__EXERCISE DETAILS__:
Retype each entry below, keeping every character the same.

__Data records__:
· · · ·

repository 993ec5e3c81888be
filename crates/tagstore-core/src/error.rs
use crate::record::RecordId;
use thiserror::Error;

#[derive(Debug, Clone, PartialEq, Eq, Error)]
pub enum StoreError {
    #[error("record id already exists: {0}")]
    DuplicateId(RecordId),
}

/// Errors raised by a [`SnapshotStore`](crate::SnapshotStore).
#[derive(Debug, Clone, Error)]
pub enum SnapshotError {
    #[error("snapshot not found: {0}")]
    NotFound(String),
    #[error("snapshot io failed: {0}")]
    Io(String),
    #[error("snapshot could not be decoded: {0}")]
    Decode(String),
    #[error("snapshot could not be encoded: {0}")]
    Encode(String),
    #[error("unsupported snapshot version: {0}")]
    UnsupportedVersion(u32),
}
mod health;
mod record;

pub use health::HealthResponse;
pub use record::{ApiParams, CreateRecordRequest, RecordResponse, StatsResponse};
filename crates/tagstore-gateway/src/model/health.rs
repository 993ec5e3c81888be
use serde::Serialize;

#[derive(Serialize)]
pub struct HealthResponse {
    pub status: &'static str,
}
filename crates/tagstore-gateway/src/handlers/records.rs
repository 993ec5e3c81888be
use axum::extract::State;
use axum::http::StatusCode;
use axum::Json;
use tracing::info;

use crate::error::Result;
use crate::model::{CreateRecordRequest, RecordResponse, StatsResponse};
use crate::state::AppState;

pub async fn create_record_handler(
    State(state): State<AppState>,
    Json(request): Json<CreateRecordRequest>,
) -> Result<(StatusCode, Json<RecordResponse>)> {
    let record = request.into_record();
    let response = RecordResponse::from(record.clone());

    state.query().add(record)?;
    info!(id = response.id, "record added");

    Ok((StatusCode::CREATED, Json(response)))
}

pub async fn stats_handler(State(state): State<AppState>) -> Json<StatsResponse> {
    let query = state.query();
    Json(StatsResponse {
        records: query.len(),
        cache: query.stats(),
    })
}
//! Two-tier search cache for Tagstore.
//!
//! A term is either unknown, known to match nothing (held by the
//! [`ZeroResultCache`]) or known to match a non-empty record sequence (held by
//! the [`ResultCache`]). [`SearchCache`] composes the two and keeps them
//! disjoint.

pub mod result;
pub mod search;
pub mod zero;

pub use result::ResultCache;
pub use search::{CacheLookup, SearchCache, Source, TermState};
pub use tagstore_core::CacheStats;
pub use zero::ZeroResultCache;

· · · ·

__SOLUTION FOR THIS EXERCISE__:
repository 993ec5e3c81888be
filename crates/tagstore-core/src/error.rs
use crate::record::RecordId;
use thiserror::Error;

#[derive(Debug, Clone, PartialEq, Eq, Error)]
pub enum StoreError {
    #[error("record id already exists: {0}")]
    DuplicateId(RecordId),
}

/// Errors raised by a [`SnapshotStore`](crate::SnapshotStore).
#[derive(Debug, Clone, Error)]
pub enum SnapshotError {
    #[error("snapshot not found: {0}")]
    NotFound(String),
    #[error("snapshot io failed: {0}")]
    Io(String),
    #[error("snapshot could not be decoded: {0}")]
    Decode(String),
    #[error("snapshot could not be encoded: {0}")]
    Encode(String),
    #[error("unsupported snapshot version: {0}")]
    UnsupportedVersion(u32),
}
mod health;
mod record;

pub use health::HealthResponse;
pub use record::{ApiParams, CreateRecordRequest, RecordResponse, StatsResponse};
filename crates/tagstore-gateway/src/model/health.rs
repository 993ec5e3c81888be
use serde::Serialize;

#[derive(Serialize)]
pub struct HealthResponse {
    pub status: &'static str,
}
filename crates/tagstore-gateway/src/handlers/records.rs
repository 993ec5e3c81888be
use axum::extract::State;
use axum::http::StatusCode;
use axum::Json;
use tracing::info;

use crate::error::Result;
use crate::model::{CreateRecordRequest, RecordResponse, StatsResponse};
use crate::state::AppState;

pub async fn create_record_handler(
    State(state): State<AppState>,
    Json(request): Json<CreateRecordRequest>,
) -> Result<(StatusCode, Json<RecordResponse>)> {
    let record = request.into_record();
    let response = RecordResponse::from(record.clone());

    state.query().add(record)?;
    info!(id = response.id, "record added");

    Ok((StatusCode::CREATED, Json(response)))
}

pub async fn stats_handler(State(state): State<AppState>) -> Json<StatsResponse> {
    let query = state.query();
    Json(StatsResponse {
        records: query.len(),
        cache: query.stats(),
    })
}
//! Two-tier search cache for Tagstore.
//!
//! A term is either unknown, known to match nothing (held by the
//! [`ZeroResultCache`]) or known to match a non-empty record sequence (held by
//! the [`ResultCache`]). [`SearchCache`] composes the two and keeps them
//! disjoint.

pub mod result;
pub mod search;
pub mod zero;

pub use result::ResultCache;
pub use search::{CacheLookup, SearchCache, Source, TermState};
pub use tagstore_core::CacheStats;
pub use zero::ZeroResultCache;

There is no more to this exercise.